A ingestão de um produto como esse, que é semelhante à água sanitária, pode causar irritação nasal, ocular, pulmonar e na garganta, além de sintomas como náuseas, vômitos, dificuldade respiratória, diarreia e desidratação grave. Esses efeitos podem levar a complicações graves e até mesmo ao óbito.
“Na medicina, tudo que é visto como muito milagroso precisa ser olhado com muita cautela. Todos os medicamentos, hoje em dia, que são produzidos, passam por várias fases de produção, justamente para que, quando chegar ao consumidor final, que é o paciente, não apresente nenhum tipo de risco. Em relação ao MMS, não existe nenhum estudo que comprove que os efeitos colaterais são menores que o benefício do tratamento para poder justificar esse uso com segurança”, afirma Nelson Ferreira Júnior, professor da Faculdade de Medicina da Universidade Federal de Uberlândia (Famed/UFU) e neuropediatra do Centro de Referência de Transtorno do Espectro Autista (CR-TEA).
Se é uma solução falsa, ela é proibida
Embora a Agência Nacional de Vigilância Sanitária (Anvisa) tenha proibido a venda online do produto, não é difícil encontrá-lo. Diante dessa situação, a agência emitiu um comunicado às vigilâncias sanitárias estaduais, alertando sobre a proibição da comercialização do produto.
Mesmo assim, há relatos de pais que denunciam a venda em farmácias de manipulação e em sites na internet. A difusão da falsa solução e a tentativa de combatê-la não é algo recente, mas ainda necessária, visto que uma arma poderosa – e que já foi utilizada outras vezes para a difusão das fake news – está em jogo: as redes sociais.
Diversos relatos estarrecedores circulam em grupos, o que retroalimenta o imaginário de pessoas que estão desesperadas pela cura de alguma doença.
Autismo NÃO é doença
É importante destacar que o TEA não é uma doença e, sim, um transtorno, logo, não tem cura, muito menos milagrosa. “Doença seria uma falha na saúde associada a um desequilíbrio em relação ao ambiente. Geralmente, a doença tem uma causa conhecida, sintomas específicos e provoca algumas alterações no organismo. O autismo é considerado um transtorno, justamente porque um transtorno é aquilo que gera um prejuízo para o paciente”, explica o médico.
Por não ser uma doença, o autismo não tem um tratamento específico. O professor explica que o acompanhamento do paciente tem como objetivo auxiliar nos prejuízos que ele possa ter, como na comunicação e interação, e alterações sensoriais.
Atualmente, a metodologia que tem mais benefícios, de acordo com os estudos científicos, é a ABA, em que há a análise do comportamento aplicada e que já tem benefícios comprovados. O intuito dessa terapia é observar o paciente, levantar os prejuízos e as dificuldades e propor intervenções específicas, que são individuais.

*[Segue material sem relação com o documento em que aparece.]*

//! Institution-specific credential submission.
//!
//! The federation broker redirects to the home institution's identity
//! provider; what happens there differs per institution. Each
//! [`Institution`] variant carries its own endpoints, form fields and number
//! of round trips, all dispatched through [`Authenticator::authenticate`].

use deskbook_core::error::{DeskbookError, Result};
use deskbook_core::{Credentials, Institution};
use tracing::debug;
use url::Url;

use crate::extract::{Token, extract, has_consume_marker};
use crate::http::{HttpSession, read_body};

/// Headers only the federation broker accepts; identity providers reject
/// requests that carry them.
pub const SSO_AJAX_HEADERS: [&str; 3] = ["x-requested-with", "x-inertia", "x-inertia-version"];

pub const KIT_IDP_SSO_URL: &str =
    "https://idp.scc.kit.edu/idp/profile/SAML2/Redirect/SSO?execution=e1s1";

/// The institution login page reached through the broker redirect.
#[derive(Debug, Clone)]
pub struct RedirectDescriptor {
    /// Final URL after following redirects
    pub url: Url,
    /// Page body
    pub body: String,
}

/// HTML page carrying the SAML auto-submit form. Single use.
#[derive(Debug)]
pub struct AssertionPayload(String);

impl AssertionPayload {
    pub fn new(html: impl Into<String>) -> Self {
        Self(html.into())
    }

    pub fn html(&self) -> &str {
        &self.0
    }
}

/// Performs the institution step of the federated login.
#[derive(Debug, Clone)]
pub struct Authenticator {
    institution: Institution,
    idp_url: Option<String>,
}

impl Authenticator {
    pub fn new(institution: Institution) -> Self {
        Self {
            institution,
            idp_url: None,
        }
    }

    /// Overrides the fixed identity provider endpoint (KIT only; TUM posts
    /// back to the pages it is redirected to).
    pub fn with_idp_url(mut self, url: impl Into<String>) -> Self {
        self.idp_url = Some(url.into());
        self
    }

    pub fn institution(&self) -> Institution {
        self.institution
    }

    /// Submits `credentials` to the identity provider and returns the page
    /// holding the SAML assertion.
    ///
    /// Fails with an authentication error when the final response does not
    /// hand an assertion back to the booking platform.
    pub async fn authenticate(
        &self,
        session: &mut HttpSession,
        redirect: &RedirectDescriptor,
        credentials: &Credentials,
    ) -> Result<AssertionPayload> {
        session.remove_headers(&SSO_AJAX_HEADERS);

        let body = match self.institution {
            Institution::Kit => self.authenticate_kit(session, redirect, credentials).await?,
            Institution::Tum => authenticate_tum(session, redirect, credentials).await?,
        };

        if !has_consume_marker(&body) {
            return Err(DeskbookError::authentication(format!(
                "{} authentication failed - invalid credentials or SSO error",
                self.institution
            )));
        }

        Ok(AssertionPayload::new(body))
    }

    async fn authenticate_kit(
        &self,
        session: &HttpSession,
        redirect: &RedirectDescriptor,
        credentials: &Credentials,
    ) -> Result<String> {
        const PHASE: &str = "kit login";

        let csrf_token = extract(PHASE, &redirect.body, Token::CsrfToken)?;
        let idp_url = self.idp_url.as_deref().unwrap_or(KIT_IDP_SSO_URL);

        debug!(url = idp_url, "submitting KIT credentials");
        let response = session
            .post_form(
                PHASE,
                idp_url,
                &[
                    ("csrf_token", csrf_token.as_str()),
                    ("j_username", credentials.username()),
                    ("j_password", credentials.password()),
                    ("_eventId_proceed", ""),
                    ("fudis_web_authn_assertion_input", ""),
                ],
            )
            .await?;

        read_body(PHASE, response).await
    }
}

async fn authenticate_tum(
    session: &mut HttpSession,
    redirect: &RedirectDescriptor,
    credentials: &Credentials,
) -> Result<String> {
    const PHASE: &str = "tum login";

    // The IdP first probes browser local storage; answer it so the session
    // moves on to the password form, which embeds a fresh token.
    let csrf_token = extract(PHASE, &redirect.body, Token::CsrfToken)?;
    debug!(url = %redirect.url, "normalizing TUM IdP session state");
    let response = session
        .post_form(
            PHASE,
            redirect.url.as_str(),
            &[
                ("csrf_token", csrf_token.as_str()),
                ("shib_idp_ls_exception.shib_idp_session_ss", ""),
                ("shib_idp_ls_success.shib_idp_session_ss", "true"),
                ("shib_idp_ls_value.shib_idp_session_ss", ""),
                ("shib_idp_ls_exception.shib_idp_persistent_ss", ""),
                ("shib_idp_ls_success.shib_idp_persistent_ss", "true"),
                ("shib_idp_ls_value.shib_idp_persistent_ss", ""),
                ("shib_idp_ls_supported", "true"),
                ("_eventId_proceed", ""),
            ],
        )
        .await?;
    let form_url = response.url().clone();
    let form_body = read_body(PHASE, response).await?;

    let previous_referer = session.replace_header("referer", form_url.as_str())?;
    let result = submit_tum_credentials(session, &form_url, &form_body, credentials).await;
    session.restore_header("referer", previous_referer);
    result
}

async fn submit_tum_credentials(
    session: &HttpSession,
    form_url: &Url,
    form_body: &str,
    credentials: &Credentials,
) -> Result<String> {
    const PHASE: &str = "tum login";

    let csrf_token = extract(PHASE, form_body, Token::CsrfToken)?;
    debug!(url = %form_url, "submitting TUM credentials");
    let response = session
        .post_form(
            PHASE,
            form_url.as_str(),
            &[
                ("csrf_token", csrf_token.as_str()),
                ("j_username", credentials.username()),
                ("j_password", credentials.password()),
                ("donotcache", "1"),
                ("_eventId_proceed", ""),
            ],
        )
        .await?;

    read_body(PHASE, response).await
}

“Não existe uma solução milagrosa que vai, de um dia pro outro, tratar, entre aspas, essas características do paciente, justamente porque não é uma doença. Como essas crianças precisam de um apoio substancial de outras pessoas, os pais acabam ficando muito preocupados em relação a essa evolução e querem uma solução imediata”, declara Ferreira Júnior.
Por fim, o médico destaca que a forma mais eficaz de conscientizar a população sobre medicamentos falsos é a divulgação científica e propagação de estudos que comprovam, ou não, que determinados medicamentos podem ser utilizados. “Tudo aquilo que é muito resolutivo ou 100% eficaz para todas as pessoas, devemos, sim, questionar, buscar mais informações confiáveis e procurar um médico ou profissional da saúde que possa nos ajudar”, finaliza.